At the time of death, 27 of our patients exhibited evidence of local recurrence. The patients in our series who were successfully locally controlled showed improved lung cancer-specific survival. It is evident that the survival of patients with NSCLC depends heavily on local/regional tumor control. Recently, a retrospective analysis of seven Radiation Therapy Oncology Group (RTOG) prospective trials was reported. For advanced NSCLC patients who were treated using chemo-radiotherapy, there was a significant association reported between loco-regional control and survival (hazard ratio, 1.43; 95 % confidence interval, 1.28–1.61; P < 0.0001) [22]. The importance of local control on overall survival can also be observed from previous RT alone data. An improved 5-year CSS was reported in patients in whom the primary tumor was controlled (46 % vs. 12 %, P < 0.03) [23]. Additionally, several retrospective results revealed trends for increased local control followed by increased survival [2426]. The survival advantage in higher radiation dose was also confirmed in elderly patients. Lonardi et al. treated NSCLC patients aged over 75 years, and found one-year survival rate of 28 % vs. 4 %, in patients given at least 50 Gy vs. in those treated with lower doses [20]. Krol et al. reported that out of 108 medically inoperable patients with NSCLC who were treated with RT alone, 50 (52 %) cases with a CR achieved 5 years of local relapse-free survival [27]. Among the patients in CR in that study, only two had a regional recurrence as the only site of relapse. Furthermore, Zhang et al. have reported that patients achieving CR after RT had a high OS rate and local control [10]. These results indicate that long-term survival is associated with both local control and a robust initial tumor response. Thus, further attempts including radiosensitizers and dose escalation are necessary to improve RT response for patients who are unfit for chemotherapy.

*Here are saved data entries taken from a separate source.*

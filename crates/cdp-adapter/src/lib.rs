//! Chromium-backed [`BrowserSession`](action_primitives::BrowserSession).
//!
//! One browser process and one page per session. The DevTools handler runs on
//! a background task; losing it surfaces as `ActionError::SessionLost`.

pub mod config;
pub mod error;
mod session;

pub use config::{detect_chrome_executable, ChromiumConfig};
pub use error::AdapterError;
pub use session::ChromiumSession;
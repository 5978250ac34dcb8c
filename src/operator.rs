//! Console operator: asks the person at the terminal to unblock the agent.

use std::io::{self, BufRead, Write};
use std::sync::Arc;
use std::thread;

use agent_core::{HandoffReason, HandoffRequest, HandoffResponse, OperatorChannel};
use async_trait::async_trait;
use tokio::sync::{mpsc, Mutex};
use tracing::warn;

/// Terminal lines, read on a dedicated thread and handed over a channel.
///
/// A read in flight is never awaited on shutdown: dropping the receiving
/// future abandons it and the reader thread dies with the process.
pub struct ConsoleInput {
    lines: Mutex<Option<mpsc::UnboundedReceiver<String>>>,
}

impl ConsoleInput {
    /// Reads stdin, starting the reader thread on the first request.
    pub fn stdin() -> Self {
        Self {
            lines: Mutex::new(None),
        }
    }

    pub fn from_reader<R: BufRead + Send + 'static>(reader: R) -> Self {
        Self {
            lines: Mutex::new(Some(spawn_reader(move || reader))),
        }
    }

    /// Print `prompt` and wait for the next line. `None` once input is closed.
    pub async fn read_line(&self, prompt: &str) -> Option<String> {
        {
            let mut stdout = io::stdout().lock();
            let _ = write!(stdout, "{prompt}");
            let _ = stdout.flush();
        }

        let mut lines = self.lines.lock().await;
        lines
            .get_or_insert_with(|| spawn_reader(|| io::stdin().lock()))
            .recv()
            .await
    }
}

fn spawn_reader<R, F>(open: F) -> mpsc::UnboundedReceiver<String>
where
    R: BufRead,
    F: FnOnce() -> R + Send + 'static,
{
    let (tx, rx) = mpsc::unbounded_channel();
    let spawned = thread::Builder::new()
        .name("console-input".to_string())
        .spawn(move || {
            let mut reader = open();
            loop {
                let mut line = String::new();
                match reader.read_line(&mut line) {
                    Ok(0) => break,
                    Ok(_) => {
                        if tx.send(line).is_err() {
                            break;
                        }
                    }
                    Err(err) => {
                        warn!(error = %err, "could not read console input");
                        break;
                    }
                }
            }
        });
    if let Err(err) = spawned {
        warn!(error = %err, "could not start console reader");
    }
    rx
}

#[derive(Clone)]
pub struct ConsoleOperator {
    input: Arc<ConsoleInput>,
}

impl ConsoleOperator {
    pub fn new(input: Arc<ConsoleInput>) -> Self {
        Self { input }
    }
}

#[async_trait]
impl OperatorChannel for ConsoleOperator {
    async fn request_help(&self, request: &HandoffRequest) -> HandoffResponse {
        match self.input.read_line(&handoff_prompt(request)).await {
            Some(line) => parse_answer(&line),
            None => {
                warn!("stdin closed while awaiting operator; aborting task");
                HandoffResponse::Aborted
            }
        }
    }
}

fn handoff_prompt(request: &HandoffRequest) -> String {
    let headline = match &request.reason {
        HandoffReason::Captcha(signature) => format!("CAPTCHA detected ({signature})."),
        HandoffReason::OracleRequest(reason) => format!("The agent needs help: {reason}"),
    };
    format!(
        "\n{headline}\nPage: {}\nResolve it in the browser window, then press Enter to continue (or type 'abort'): ",
        request.url
    )
}

fn parse_answer(line: &str) -> HandoffResponse {
    match line.trim().to_ascii_lowercase().as_str() {
        "abort" | "a" | "q" | "quit" => HandoffResponse::Aborted,
        _ => HandoffResponse::Resumed,
    }
}

#[cfg(test)]
mod tests {
    use super::*;

    #[test]
    fn enter_resumes_and_abort_aborts() {
        assert_eq!(parse_answer("\n"), HandoffResponse::Resumed);
        assert_eq!(parse_answer("done\n"), HandoffResponse::Resumed);
        assert_eq!(parse_answer(" ABORT \n"), HandoffResponse::Aborted);
    }

    #[test]
    fn prompt_names_reason_and_page() {
        let request = HandoffRequest {
            reason: HandoffReason::Captcha("page text contains 'are you a robot'".into()),
            url: "https://www.google.com/sorry/index".into(),
            iteration: 3,
        };
        let prompt = handoff_prompt(&request);
        assert!(prompt.contains("CAPTCHA detected"));
        assert!(prompt.contains("https://www.google.com/sorry/index"));
    }

    fn request() -> HandoffRequest {
        HandoffRequest {
            reason: HandoffReason::OracleRequest("login required".into()),
            url: "https://example.com/login".into(),
            iteration: 1,
        }
    }

    #[tokio::test]
    async fn operator_answers_come_from_console_lines() {
        let input = ConsoleInput::from_reader(io::Cursor::new("\nabort\n"));
        let operator = ConsoleOperator::new(Arc::new(input));
        assert_eq!(operator.request_help(&request()).await, HandoffResponse::Resumed);
        assert_eq!(operator.request_help(&request()).await, HandoffResponse::Aborted);
        // end of input
        assert_eq!(operator.request_help(&request()).await, HandoffResponse::Aborted);
    }

    /// Reader that never yields a line.
    struct Silent;

    impl io::Read for Silent {
        fn read(&mut self, _buf: &mut [u8]) -> io::Result<usize> {
            loop {
                thread::park();
            }
        }
    }

    #[test]
    fn pending_read_does_not_hold_runtime_shutdown() {
        let runtime = tokio::runtime::Builder::new_current_thread()
            .enable_all()
            .build()
            .unwrap();
        let operator = ConsoleOperator::new(Arc::new(ConsoleInput::from_reader(io::BufReader::new(Silent))));
        let cancel = tokio_util::sync::CancellationToken::new();
        cancel.cancel();

        let answered = runtime.block_on(async {
            let req = request();
            tokio::select! {
                _ = cancel.cancelled() => None,
                response = operator.request_help(&req) => Some(response),
            }
        });
        assert_eq!(answered, None);
        // returns even though the reader thread is still blocked
        drop(runtime);
    }
}
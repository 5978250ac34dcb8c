//! Human handoff channel used by the `AwaitingHuman` state.

use std::fmt;

use async_trait::async_trait;
use serde::{Deserialize, Serialize};
use tracing::warn;

#[derive(Debug, Clone, PartialEq, Eq, Serialize, Deserialize)]
#[serde(tag = "kind", content = "detail", rename_all = "snake_case")]
pub enum HandoffReason {
    /// The CAPTCHA gate matched a signature.
    Captcha(String),
    /// The oracle asked for help.
    OracleRequest(String),
}

impl fmt::Display for HandoffReason {
    fn fmt(&self, f: &mut fmt::Formatter<'_>) -> fmt::Result {
        match self {
            HandoffReason::Captcha(signature) => write!(f, "CAPTCHA detected ({signature})"),
            HandoffReason::OracleRequest(reason) => write!(f, "agent needs help: {reason}"),
        }
    }
}

#[derive(Debug, Clone, PartialEq, Eq, Serialize, Deserialize)]
pub struct HandoffRequest {
    pub reason: HandoffReason,
    pub url: String,
    pub iteration: u32,
}

#[derive(Debug, Clone, Copy, PartialEq, Eq, Serialize, Deserialize)]
#[serde(rename_all = "snake_case")]
pub enum HandoffResponse {
    Resumed,
    Aborted,
}

/// Presents a handoff to a human and waits for the answer.
///
/// The wait is unbounded; the loop only races it against cancellation.
#[async_trait]
pub trait OperatorChannel: Send + Sync {
    async fn request_help(&self, request: &HandoffRequest) -> HandoffResponse;
}

/// Channel for runs with nobody watching: every handoff aborts.
#[derive(Debug, Default, Clone)]
pub struct UnattendedOperator;

#[async_trait]
impl OperatorChannel for UnattendedOperator {
    async fn request_help(&self, request: &HandoffRequest) -> HandoffResponse {
        warn!(
            iteration = request.iteration,
            url = %request.url,
            reason = %request.reason,
            "no operator attached, aborting handoff"
        );
        HandoffResponse::Aborted
    }
}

Our present study has several limitations associated with its retrospective design. This study could not prove a survival benefit of RT compared to other treatment modalities. Given the fact that included patients were not suitable for chemotherapy, the primary objective of this work was to report the treatment outcomes after RT alone in locally-advanced NSCLC patients who are unfit for chemotherapy. Compared to previous studies, relatively large number of patients and highly homogeneous RT dose were used in this study. Also, they were treated using modern techniques: 3D-CRT or IMRT, involved-field RT, and a dose greater than 60 Gy.

Conclusions

Administering RT alone over 60 Gy for elderly NSCLC patients showed promising results, although most of these individuals experienced non-cancer-related medical problems. Long-term disease control can be expected if an early tumor response to radiation is achieved, which could result in improved OS rates. To try to improve disease control and survival in elderly patients, prospective studies of radiation dose-escalation with RT alone can be considered in selected cases of locally advanced NSCLC.